» Brief: Reproduce every line in the listing that contains the word "NaiveDate".

» Input records:
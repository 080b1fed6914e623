//! Literal quoting across dialects.

mod common;

use chrono::NaiveDate;
use oxide_dialect::prelude::*;
use oxide_dialect::quote::unquote_string;

fn dialects() -> Vec<Box<dyn Dialect>> {
    [DialectKind::Hsqldb, DialectKind::H2, DialectKind::Sybase]
        .into_iter()
        .map(|kind| DialectConfig::new(kind).build().unwrap())
        .collect()
}

#[test]
fn quoted_strings_unquote_to_the_original() {
    common::init_tracing();
    let samples = ["plain", "it's", "''", "a'b'c", " spaced ", "O'Reilly's"];
    for dialect in dialects() {
        for sample in samples {
            let quoted = dialect.quote(&Value::from(sample), None).unwrap();
            assert_eq!(
                unquote_string(&quoted).as_deref(),
                Some(sample),
                "{} round trip of {sample:?}",
                dialect.name()
            );
        }
    }
}

#[test]
fn empty_strings() {
    for dialect in dialects() {
        assert_eq!(dialect.quote(&Value::from(""), None).unwrap(), "''");
    }
    let h2 = HsqldbDialect::h2();
    let id = ColumnSpec::new("id", AbstractKind::Integer);
    // H2 takes the empty string as is, even for integer columns.
    assert_eq!(h2.quote(&Value::from(""), Some(&id)).unwrap(), "''");
    assert!(matches!(
        HsqldbDialect::hsqldb().quote(&Value::from(""), Some(&id)),
        Err(DialectError::ValueCoercion { .. })
    ));
}

#[test]
fn booleans_and_binary() {
    for dialect in dialects() {
        assert_eq!(dialect.quote(&Value::Bool(true), None).unwrap(), "1");
        assert_eq!(dialect.quote(&Value::Bool(false), None).unwrap(), "0");
        assert_eq!(
            dialect.quote(&Value::Binary(vec![0xde, 0xad]), None).unwrap(),
            "X'dead'"
        );
    }
}

#[test]
fn boolean_columns_take_dialect_tokens() {
    let active = ColumnSpec::new("active", AbstractKind::Boolean);
    for dialect in dialects() {
        assert_eq!(dialect.quote(&Value::from("true"), Some(&active)).unwrap(), "1");
        assert_eq!(dialect.quote(&Value::from("0"), Some(&active)).unwrap(), "0");
    }
}

#[test]
fn non_finite_floats_are_rejected() {
    for dialect in dialects() {
        for f in [f64::NAN, f64::INFINITY] {
            assert!(matches!(
                dialect.quote(&Value::Float(f), None),
                Err(DialectError::ValueCoercion { .. })
            ));
        }
        assert_eq!(dialect.quote(&Value::Float(2.5), None).unwrap(), "2.5");
    }
}

#[test]
fn column_context_steers_text() {
    let dialect = SybaseDialect::new();
    let key = ColumnSpec::new("id", AbstractKind::PrimaryKey);
    assert_eq!(dialect.quote(&Value::from(" 12 "), Some(&key)).unwrap(), "12");

    let name = ColumnSpec::new("code", AbstractKind::String).primary();
    assert_eq!(dialect.quote(&Value::from("12"), Some(&name)).unwrap(), "'12'");

    let blob = ColumnSpec::new("data", AbstractKind::Binary);
    assert_eq!(dialect.quote(&Value::from("ab"), Some(&blob)).unwrap(), "X'6162'");
}

#[test]
fn dates_and_identifiers() {
    let dialect = HsqldbDialect::hsqldb();
    let date = NaiveDate::from_ymd_opt(2024, 2, 29).unwrap();
    assert_eq!(dialect.quote(&Value::Date(date), None).unwrap(), "'2024-02-29'");
    assert_eq!(
        dialect.quote(&Value::QuotedId("NOW()".to_string()), None).unwrap(),
        "NOW()"
    );
    assert_eq!(dialect.quote_column_name("first-name"), "\"FIRST-NAME\"");
    assert_eq!(dialect.quote_column_name("name"), "name");

    let sybase = SybaseDialect::new();
    assert_eq!(sybase.quote_column_name("first-Name"), "\"first-Name\"");
}
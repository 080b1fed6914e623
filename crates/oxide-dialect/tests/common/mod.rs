#![allow(dead_code)]

use std::cell::RefCell;
use std::collections::HashMap;

use oxide_dialect::prelude::*;

pub fn init_tracing() {
    let _ = tracing_subscriber::fmt()
        .with_max_level(tracing::Level::DEBUG)
        .with_test_writer()
        .try_init();
}

/// Schema held in memory, keyed by table name.
#[derive(Default)]
pub struct MemorySchema {
    tables: Vec<(String, Vec<RawColumn>)>,
}

impl MemorySchema {
    pub fn new() -> Self {
        Self::default()
    }

    pub fn table(mut self, name: &str, columns: Vec<RawColumn>) -> Self {
        self.tables.push((name.to_string(), columns));
        self
    }
}

impl SchemaIntrospector for MemorySchema {
    fn columns(&self, table: &str) -> std::result::Result<Vec<RawColumn>, BoxError> {
        self.tables
            .iter()
            .find(|(name, _)| name.eq_ignore_ascii_case(table))
            .map(|(_, columns)| columns.clone())
            .ok_or_else(|| format!("unknown table {table}").into())
    }

    fn tables(&self) -> std::result::Result<Vec<String>, BoxError> {
        Ok(self.tables.iter().map(|(name, _)| name.clone()).collect())
    }
}

pub fn widgets() -> MemorySchema {
    MemorySchema::new().table(
        "widgets",
        vec![
            RawColumn::new("id", "int").primary(),
            RawColumn::new("name", "varchar(40)"),
            RawColumn::new("price", "decimal(10,2)"),
        ],
    )
}

/// Executor that records statements and answers scalar queries from a map.
#[derive(Default)]
pub struct RecordingExecutor {
    pub executed: RefCell<Vec<String>>,
    pub scalars: HashMap<String, Value>,
    pub fail_on: Option<String>,
}

impl RecordingExecutor {
    pub fn new() -> Self {
        Self::default()
    }

    pub fn scalar(mut self, sql: &str, value: Value) -> Self {
        self.scalars.insert(sql.to_string(), value);
        self
    }

    pub fn fail_on(mut self, sql: &str) -> Self {
        self.fail_on = Some(sql.to_string());
        self
    }
}

impl StatementExecutor for RecordingExecutor {
    type Output = u64;

    fn execute(&self, sql: &str) -> std::result::Result<u64, BoxError> {
        if self.fail_on.as_deref() == Some(sql) {
            return Err("statement rejected".into());
        }
        self.executed.borrow_mut().push(sql.to_string());
        Ok(1)
    }

    fn select_scalar(&self, sql: &str) -> std::result::Result<Value, BoxError> {
        if self.fail_on.as_deref() == Some(sql) {
            return Err("query rejected".into());
        }
        self.executed.borrow_mut().push(sql.to_string());
        Ok(self.scalars.get(sql).cloned().unwrap_or(Value::Null))
    }
}
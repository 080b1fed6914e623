//! Sybase dialect.
//!
//! Sybase has `TOP` but no `OFFSET`, so windows with an offset are built
//! from an exclusion subquery or staged into a temp table, depending on
//! the configured [`OffsetStrategy`].

use std::sync::LazyLock;

use super::{Dialect, DialectFamily};
use crate::column::AbstractKind;
use crate::error::Result;
use crate::introspect::SchemaIntrospector;
use crate::pagination::{OffsetStrategy, QuerySpec, RewriteResult, exclusion};
use crate::types::{TypeDeclaration, TypeRule, TypeTable};

static TYPES: LazyLock<TypeTable> = LazyLock::new(|| {
    TypeTable::new("NUMERIC(22,0) IDENTITY PRIMARY KEY", |kind| match kind {
        AbstractKind::String => TypeRule::limited("varchar", 255),
        AbstractKind::Text => TypeRule::named("text"),
        AbstractKind::Integer | AbstractKind::PrimaryKey => TypeRule::named("int"),
        AbstractKind::Float => TypeRule::named("float"),
        AbstractKind::Decimal => TypeRule::named("decimal"),
        AbstractKind::Datetime | AbstractKind::Timestamp => TypeRule::named("datetime"),
        AbstractKind::Time => TypeRule::named("time"),
        AbstractKind::Date => TypeRule::named("date"),
        AbstractKind::Binary => TypeRule::named("image"),
        AbstractKind::Boolean => TypeRule::named("bit"),
    })
});

/// Sybase dialect.
#[derive(Debug, Clone, Default)]
pub struct SybaseDialect {
    offset_strategy: OffsetStrategy,
}

impl SybaseDialect {
    /// Creates a dialect that skips rows with an exclusion subquery.
    #[must_use]
    pub fn new() -> Self {
        Self::default()
    }

    /// Sets how offsets are applied.
    #[must_use]
    pub fn with_offset_strategy(mut self, strategy: OffsetStrategy) -> Self {
        self.offset_strategy = strategy;
        self
    }

    /// Returns the offset strategy.
    #[must_use]
    pub const fn offset_strategy(&self) -> &OffsetStrategy {
        &self.offset_strategy
    }
}

impl Dialect for SybaseDialect {
    fn name(&self) -> &'static str {
        "sybase"
    }

    fn family(&self) -> DialectFamily {
        DialectFamily::TopExclusion
    }

    fn type_table(&self) -> &TypeTable {
        &TYPES
    }

    /// Sybase keeps the case of quoted identifiers, so hyphenated names
    /// are quoted as spelled.
    fn quote_column_name(&self, name: &str) -> String {
        if name.contains('-') {
            format!("\"{name}\"")
        } else {
            name.to_string()
        }
    }

    fn add_limit_offset(
        &self,
        query: &QuerySpec,
        introspector: &dyn SchemaIntrospector,
    ) -> Result<RewriteResult> {
        exclusion::rewrite(query, &self.offset_strategy, introspector)
    }

    fn change_column_sql(&self, table: &str, column: &str, decl: &TypeDeclaration) -> String {
        format!(
            "ALTER TABLE {} MODIFY {} {decl}",
            self.quote_table_name(table),
            self.quote_column_name(column)
        )
    }

    fn change_column_default_sql(&self, table: &str, column: &str, default: &str) -> String {
        format!(
            "ALTER TABLE {} REPLACE {} DEFAULT {default}",
            self.quote_table_name(table),
            self.quote_column_name(column)
        )
    }

    fn rename_column_sql(&self, table: &str, old_name: &str, new_name: &str) -> String {
        format!(
            "EXEC sp_rename '{}.{}', '{}'",
            self.quote_string(table),
            self.quote_string(old_name),
            self.quote_string(new_name)
        )
    }

    fn rename_table_sql(&self, old_name: &str, new_name: &str) -> String {
        format!(
            "EXEC sp_rename '{}', '{}'",
            self.quote_string(old_name),
            self.quote_string(new_name)
        )
    }

    fn remove_index_sql(&self, table: &str, index_name: &str) -> String {
        format!("DROP INDEX {table}.{index_name}")
    }

    fn create_database_sql(&self, name: &str) -> Vec<String> {
        vec![format!("CREATE DATABASE {name}")]
    }

    fn drop_database_sql(&self, name: &str) -> Vec<String> {
        vec![format!("DROP DATABASE {name}")]
    }

    fn last_identity_query(&self) -> Option<&'static str> {
        Some("SELECT @@IDENTITY")
    }

    fn system_table_prefix(&self) -> &'static str {
        "sys"
    }
}
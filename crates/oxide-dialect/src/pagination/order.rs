//! Effective ordering for windowed queries.

use tracing::warn;

use super::clause;
use crate::error::{DialectError, Result};
use crate::introspect::SchemaIntrospector;

/// Key column used when a table reports no columns at all.
const FALLBACK_KEY: &str = "id";

/// Picks the column that identifies rows of `table`.
///
/// Tries, in order: a primary key or identity column, a column named `id`
/// (any case, returned as spelled), then the first column. The later tiers
/// give a stable but possibly meaningless order; they never fail.
///
/// # Errors
///
/// Only introspection failures are returned.
pub fn determine_primary_key(table: &str, introspector: &dyn SchemaIntrospector) -> Result<String> {
    let columns = introspector
        .columns(table)
        .map_err(DialectError::Introspection)?;

    if let Some(column) = columns.iter().find(|c| c.primary || c.identity) {
        return Ok(column.name.clone());
    }

    if let Some(column) = columns
        .iter()
        .find(|c| c.name.eq_ignore_ascii_case(FALLBACK_KEY))
    {
        warn!(table = %table, column = %column.name, "No primary key, ordering by id column");
        return Ok(column.name.clone());
    }

    if let Some(column) = columns.first() {
        warn!(table = %table, column = %column.name, "No primary key or id column, ordering by first column");
        return Ok(column.name.clone());
    }

    warn!(table = %table, "Table reported no columns, assuming an id column");
    Ok(FALLBACK_KEY.to_string())
}

/// Returns `order` with `key` appended as a tie-breaker unless one of the
/// order's items already is the key.
///
/// Items are compared without their `ASC`/`DESC` direction and ignoring
/// case. An unqualified item matches the key's column name.
#[must_use]
pub fn with_tie_breaker(order: &str, key: &str) -> String {
    let column = key.rsplit('.').next().unwrap_or(key);
    let names_key = clause::split_list(order).into_iter().any(|item| {
        let expr = strip_direction(item);
        expr.eq_ignore_ascii_case(key) || expr.eq_ignore_ascii_case(column)
    });
    if names_key {
        order.to_string()
    } else {
        format!("{order}, {key}")
    }
}

fn strip_direction(item: &str) -> &str {
    let Some((expr, last)) = item.rsplit_once(char::is_whitespace) else {
        return item;
    };
    if last.eq_ignore_ascii_case("asc") || last.eq_ignore_ascii_case("desc") {
        expr.trim_end()
    } else {
        item
    }
}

» Written response:
use chrono::NaiveDate;
    let date = NaiveDate::from_ymd_opt(2024, 2, 29).unwrap();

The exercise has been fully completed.